Audrey turns 2!

Ahh that time of year where we reminisce about Audrey’s arrival and look at how far we’ve come.

Well, we’ve come a long way since the shock of a c-section and an extra chromosome! 

Audrey is the best thing that ever happened to us. I think people under estimate the power of love (apart from maybe Jennifer Rush and Frankie goes to Hollywood, they seemed to get it). 

The love we have for Audrey just grows and grows. I always thought love for a child was instant and unchanging, whereas it’s actually been more of a slow burn. A little love at first, then more and more and more; and, as they become more of a ‘person’, the love starts to go through the roof!

I basically want to eat her up I love her so (plagiarised from Maurice Sendak, apologies).

What I find frustrating, is that I can’t wave a magic wand and make anyone about to become a parent to a child with Down’s Syndrome have this feeling we have now. The pride, the joy and the genuine contentment we feel having Audrey as our daughter. Not wanting to change her, being so proud and so much in love.

I just hope that sharing our lives will help someone out there somewhere feel better – whatever stage they are at (pre-natal diagnosis, shock arrival, a few weeks or months in) and just take away a bit of that stress involved with looking to the future. Don’t project too much, don’t start thinking months or years ahead – enjoy that bump/baby you have right now and just know that they are going to be awesome. Fact.

  

Aim of the game 

Today I am attending a Mothers Meeting (http://mothers-meeting.com). I got my ticket after a friend vaguely explained the event to me and said I had to go as she is on holiday and can’t make it.

As far as I can gather, it’s a networking event for like-minded mummies; those of us that like clothes and coffee and design and cool stuff. From what I’ve seen on IG, a lot of the mums attending are creative types with their own businesses. I’ve had an email that says we will all have a little opportunity to say something about ourselves(!), so I thought I’d talk about this blog. This is the closest thing I have to ‘work’ at the moment!
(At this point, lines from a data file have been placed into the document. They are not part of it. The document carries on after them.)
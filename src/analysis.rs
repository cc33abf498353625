//! Coverage classification: cosine similarity over the joint vector space.

use crate::error::{CoverageError, Result};
use crate::vectorize::VectorSpace;
use serde::{Deserialize, Serialize};
use tracing::warn;

/// Issue text attached to every missed requirement.
pub const MISSING_ISSUE: &str = "Requirement not found in design";

/// Calculate cosine similarity between two vectors
/// Returns 0.0 if dimensions don't match or either vector is all zeros
pub fn cosine_similarity(a: &[f64], b: &[f64]) -> f64 {
    if a.len() != b.len() {
        warn!(
            "cosine_similarity dimension mismatch: a={}, b={}",
            a.len(),
            b.len()
        );
        return 0.0;
    }
    if a.is_empty() {
        return 0.0;
    }
    let dot_product: f64 = a.iter().zip(b.iter()).map(|(x, y)| x * y).sum();
    let norm_a: f64 = a.iter().map(|x| x * x).sum::<f64>().sqrt();
    let norm_b: f64 = b.iter().map(|x| x * x).sum::<f64>().sqrt();
    if norm_a == 0.0 || norm_b == 0.0 {
        return 0.0;
    }
    dot_product / (norm_a * norm_b)
}

#[derive(Debug, Clone, Copy, PartialEq, Eq, Serialize, Deserialize)]
pub enum CoverageStatus {
    Present,
    Missing,
}

/// Verdict for a single requirement, in requirement order.
#[derive(Debug, Clone, Serialize, Deserialize)]
pub struct CoverageVerdict {
    pub requirement: String,
    pub coverage: CoverageStatus,
    /// Highest similarity against any design statement, 0.0 with no design.
    pub similarity_score: f64,
    /// Every design statement scoring at or above the threshold, in design order.
    pub matched_design_items: Vec<String>,
    /// Empty for covered requirements.
    pub issue: String,
}

#[derive(Debug, Clone, Serialize, Deserialize)]
pub struct AnalysisSummary {
    pub total_requirements: usize,
    pub total_design_items: usize,
    pub covered_requirements: usize,
    pub missing_requirements: usize,
    pub coverage_percent: f64,
}

#[derive(Debug, Clone, Serialize, Deserialize)]
pub struct AnalysisReport {
    pub verdicts: Vec<CoverageVerdict>,
    pub summary: AnalysisSummary,
}

/// Classify every requirement against the design set.
///
/// An empty design set makes every requirement Missing regardless of
/// threshold. The threshold itself must be within [0.0, 1.0].
pub fn classify(
    space: &VectorSpace,
    requirements: &[String],
    design: &[String],
    threshold: f64,
) -> Result<Vec<CoverageVerdict>> {
    if !(0.0..=1.0).contains(&threshold) {
        return Err(CoverageError::InvalidThreshold { value: threshold });
    }
    if space.requirement_vectors.len() != requirements.len()
        || space.design_vectors.len() != design.len()
    {
        return Err(CoverageError::Vectorization {
            message: format!(
                "vector space holds {}x{} vectors but {}x{} statements were given",
                space.requirement_vectors.len(),
                space.design_vectors.len(),
                requirements.len(),
                design.len()
            ),
        });
    }

    let verdicts = requirements
        .iter()
        .zip(space.requirement_vectors.iter())
        .map(|(requirement, req_vec)| {
            let scores: Vec<f64> = space
                .design_vectors
                .iter()
                .map(|design_vec| cosine_similarity(req_vec, design_vec))
                .collect();
            // TF-IDF weights are non-negative, so 0.0 is an exact floor.
            let max_score = scores.iter().copied().fold(0.0, f64::max);
            let covered = !design.is_empty() && max_score >= threshold;
            let matched_design_items: Vec<String> = design
                .iter()
                .zip(scores.iter())
                .filter(|&(_, &score)| score >= threshold)
                .map(|(item, _)| item.clone())
                .collect();

            CoverageVerdict {
                requirement: requirement.clone(),
                coverage: if covered {
                    CoverageStatus::Present
                } else {
                    CoverageStatus::Missing
                },
                similarity_score: max_score,
                matched_design_items,
                issue: if covered {
                    String::new()
                } else {
                    MISSING_ISSUE.to_string()
                },
            }
        })
        .collect();

    Ok(verdicts)
}

/// Build a fresh vector space, classify, and aggregate the summary.
pub fn analyze(
    requirements: &[String],
    design: &[String],
    threshold: f64,
) -> Result<AnalysisReport> {
    let space = VectorSpace::build(requirements, design);
    let verdicts = classify(&space, requirements, design, threshold)?;

    let covered = verdicts
        .iter()
        .filter(|v| v.coverage == CoverageStatus::Present)
        .count();
    let total = requirements.len();
    let summary = AnalysisSummary {
        total_requirements: total,
        total_design_items: design.len(),
        covered_requirements: covered,
        missing_requirements: total - covered,
        coverage_percent: if total == 0 {
            0.0
        } else {
            covered as f64 / total as f64 * 100.0
        },
    };

    Ok(AnalysisReport { verdicts, summary })
}
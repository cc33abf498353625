#![cfg(feature = "live_narrative")]

//! Talks to a real OpenAI-compatible endpoint. Gated twice: the
//! `live_narrative` feature at compile time, RUN_NARRATIVE_TESTS at run
//! time, so plain `cargo test` never touches the network.

use anyhow::Result;
use reqcover::config::Config;
use reqcover::narrative::{create_generator, GenerationOptions, PromptMessage, PromptRole};

#[tokio::test]
async fn live_endpoint_answers_a_trivial_prompt() -> Result<()> {
    dotenvy::dotenv().ok();
    reqcover::init_tracing();

    if std::env::var("RUN_NARRATIVE_TESTS").is_err() {
        eprintln!("Skipping live narrative test - set RUN_NARRATIVE_TESTS=1 to run");
        return Ok(());
    }

    let config = Config::load()?;
    let generator = create_generator(&config)?;

    let messages = vec![PromptMessage {
        role: PromptRole::User,
        content: "Give me a one-word answer. The word should be 'test'.".to_string(),
    }];
    let opts = GenerationOptions {
        max_tokens: 16,
        temperature: 0.0,
    };
    let response = generator.generate(&messages, &opts).await?;

    assert!(response.to_lowercase().contains("test"));
    println!("Response: {response}");

    Ok(())
}
//! Sentence-boundary segmentation for single-block prose documents.

use unicode_segmentation::UnicodeSegmentation;

/// Splits a block of prose into sentences. Implementations must be cheap to
/// call repeatedly; the parser invokes this once per document at most.
pub trait SentenceSegmenter: Send + Sync {
    fn segment(&self, text: &str) -> Vec<String>;
}

/// UAX #29 sentence boundaries via the unicode-segmentation crate.
pub struct UnicodeSegmenter;

impl SentenceSegmenter for UnicodeSegmenter {
    fn segment(&self, text: &str) -> Vec<String> {
        text.unicode_sentences()
            .map(str::trim)
            .filter(|s| !s.is_empty())
            .map(str::to_string)
            .collect()
    }
}
//! Frame timing
//!
//! Converts host timestamps into per-frame deltas. Stalls (tab switches,
//! debugger pauses) are clamped so a single frame can't tunnel the avatar
//! through an obstacle or the ground.

use crate::consts::MAX_FRAME_MS;

/// Tracks the previous frame timestamp
#[derive(Debug, Clone)]
pub struct FrameClock {
    last_ms: Option<f64>,
    max_frame_ms: f32,
}

impl Default for FrameClock {
    fn default() -> Self {
        Self::new(MAX_FRAME_MS)
    }
}

impl FrameClock {
    pub fn new(max_frame_ms: f32) -> Self {
        Self {
            last_ms: None,
            max_frame_ms,
        }
    }

    /// Elapsed milliseconds since the previous call, clamped to `[0, max_frame_ms]`
    ///
    /// The first call only records the timestamp and returns 0.
    pub fn advance(&mut self, now_ms: f64) -> f32 {
        let dt = match self.last_ms {
            Some(last) if now_ms.is_finite() && now_ms > last => {
                ((now_ms - last) as f32).min(self.max_frame_ms)
            }
            _ => 0.0,
        };
        if now_ms.is_finite() {
            self.last_ms = Some(now_ms);
        }
        dt
    }

    /// Forget the previous timestamp (e.g. after the page was hidden)
    pub fn reset(&mut self) {
        self.last_ms = None;
    }
}
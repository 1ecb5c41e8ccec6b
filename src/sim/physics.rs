//! Avatar integration under gravity and flap impulses

use super::state::Avatar;
use crate::consts::{TILT_EASE_RATE, TILT_MAX, TILT_MIN, TILT_VELOCITY_SCALE};
use crate::tuning::Tuning;

/// Boundary touched during an integration step
#[derive(Debug, Clone, Copy, PartialEq, Eq)]
pub enum Contact {
    None,
    /// Hit the top edge; stopped, not fatal
    Ceiling,
    /// Landed on the ground line; ends the run
    Ground,
}

/// Advance the avatar by `dt` seconds
///
/// Semi-implicit Euler: the velocity is updated and clamped first, then
/// moves the position. A flap replaces the velocity outright.
pub fn integrate(avatar: &mut Avatar, dt: f32, flap: bool, tuning: &Tuning) -> Contact {
    let dt = if dt.is_finite() { dt.max(0.0) } else { 0.0 };

    if flap {
        avatar.vel = tuning.flap_impulse;
    } else {
        avatar.vel += tuning.gravity * dt;
    }
    avatar.vel = avatar
        .vel
        .max(tuning.terminal_vel_up)
        .min(tuning.terminal_vel_down);

    avatar.y += avatar.vel * dt;

    let target = (avatar.vel / TILT_VELOCITY_SCALE).clamp(TILT_MIN, TILT_MAX);
    avatar.rotation += (target - avatar.rotation) * (dt * TILT_EASE_RATE).min(1.0);

    let ground = tuning.ground_line();
    if avatar.y + avatar.radius > ground {
        avatar.y = ground - avatar.radius;
        return Contact::Ground;
    }

    // Ceiling is the playfield's top edge measured at the avatar's center
    if avatar.y < 0.0 {
        avatar.y = 0.0;
        avatar.vel = 0.0;
        return Contact::Ceiling;
    }

    Contact::None
}
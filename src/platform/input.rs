//! Input mapping
//!
//! Every pointer-down and every press of a flap key is one flap. No
//! debouncing: the simulation collapses repeats within a tick on its own.

/// Key names (DOM `KeyboardEvent.key` / `.code` style) that trigger a flap
pub const FLAP_KEYS: [&str; 7] = [" ", "Space", "ArrowUp", "w", "W", "KeyW", "Enter"];

/// Raw input from the host
#[derive(Debug, Clone, PartialEq, Eq)]
pub enum InputEvent {
    /// Mouse button, touch or pen down
    PointerDown,
    /// A key press, by key name
    KeyDown(String),
}

/// Does this event map to a flap
pub fn is_flap(event: &InputEvent) -> bool {
    match event {
        InputEvent::PointerDown => true,
        InputEvent::KeyDown(key) => FLAP_KEYS.contains(&key.as_str()),
    }
}
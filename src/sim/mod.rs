//! Deterministic simulation module
//!
//! All gameplay logic lives here. This module must be pure and deterministic:
//! - Elapsed time comes from the caller, clamped per tick
//! - Seeded RNG only
//! - Obstacles kept in spawn order (head = leftmost)
//! - No rendering or platform dependencies

pub mod autopilot;
pub mod collision;
pub mod obstacles;
pub mod physics;
pub mod state;
pub mod tick;

pub use collision::{Rect, avatar_hits_obstacle, circle_rect_collision};
pub use obstacles::generate;
pub use physics::{Contact, integrate};
pub use state::{
    Avatar, CrashCause, GameEvent, GamePhase, GameState, ObstaclePair, PipeSkin, Snapshot,
};
pub use tick::{flap, tick};
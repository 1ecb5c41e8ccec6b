//! Browser bindings
//!
//! Exposes a [`Session`] to a JS host that owns the canvas, audio and event
//! listeners. The host forwards input, calls `frame` from
//! `requestAnimationFrame`, and draws from `snapshot_json`.

use wasm_bindgen::prelude::*;

use crate::persistence::BestScoreStore;
use crate::platform::input::InputEvent;
use crate::platform::storage::LocalStore;
use crate::session::Session;
use crate::tuning::Tuning;

#[wasm_bindgen(start)]
pub fn wasm_start() {
    console_error_panic_hook::set_once();
    // Fails only if a logger is already installed
    let _ = console_log::init_with_level(log::Level::Info);
    log::info!("Pipe Dash wasm module loaded");
}

#[wasm_bindgen]
pub struct WebGame {
    session: Session<LocalStore>,
}

#[wasm_bindgen]
impl WebGame {
    /// New idle game; pass tuning JSON to override defaults
    #[wasm_bindgen(constructor)]
    pub fn new(tuning_json: Option<String>) -> WebGame {
        let tuning = match tuning_json.as_deref().map(Tuning::from_json) {
            Some(Ok(tuning)) => tuning,
            Some(Err(e)) => {
                log::warn!("Rejected tuning, using defaults: {}", e);
                Tuning::default()
            }
            None => Tuning::default(),
        };
        let seed = js_sys::Date::now() as u64;
        log::info!("Game initialized with seed: {}", seed);
        WebGame {
            session: Session::new(seed, tuning, BestScoreStore::new(LocalStore::new())),
        }
    }

    pub fn flap(&mut self) {
        self.session.flap();
    }

    pub fn pointer_down(&mut self) {
        self.session.handle_input(&InputEvent::PointerDown);
    }

    /// Returns true if the key is a flap key (so the host can preventDefault)
    pub fn key_down(&mut self, key: &str) -> bool {
        self.session.handle_input(&InputEvent::KeyDown(key.to_string()))
    }

    /// Advance to the `requestAnimationFrame` timestamp; returns this frame's events as JSON
    pub fn frame(&mut self, now_ms: f64) -> String {
        let events = self.session.frame(now_ms);
        serde_json::to_string(&events).unwrap_or_else(|_| "[]".to_string())
    }

    /// Call from `visibilitychange` when the page becomes visible again
    pub fn resume(&mut self) {
        self.session.resume();
    }

    pub fn snapshot_json(&self) -> String {
        serde_json::to_string(&self.session.snapshot()).unwrap_or_default()
    }
}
So it got me thinking, what is my aim with this blog? How will I describe it? It’s not just mummy ramblings… Honest!

My main aim is sharing the ups and downs of life with a child with Down’s Syndrome. More than anything I just want people to understand that is nothing like you might imagine. 

Imagine having a disabled child. Depressing isn’t it? Picture the mother of a child with special needs. Is she mumsy? Is she Florence Nightingale?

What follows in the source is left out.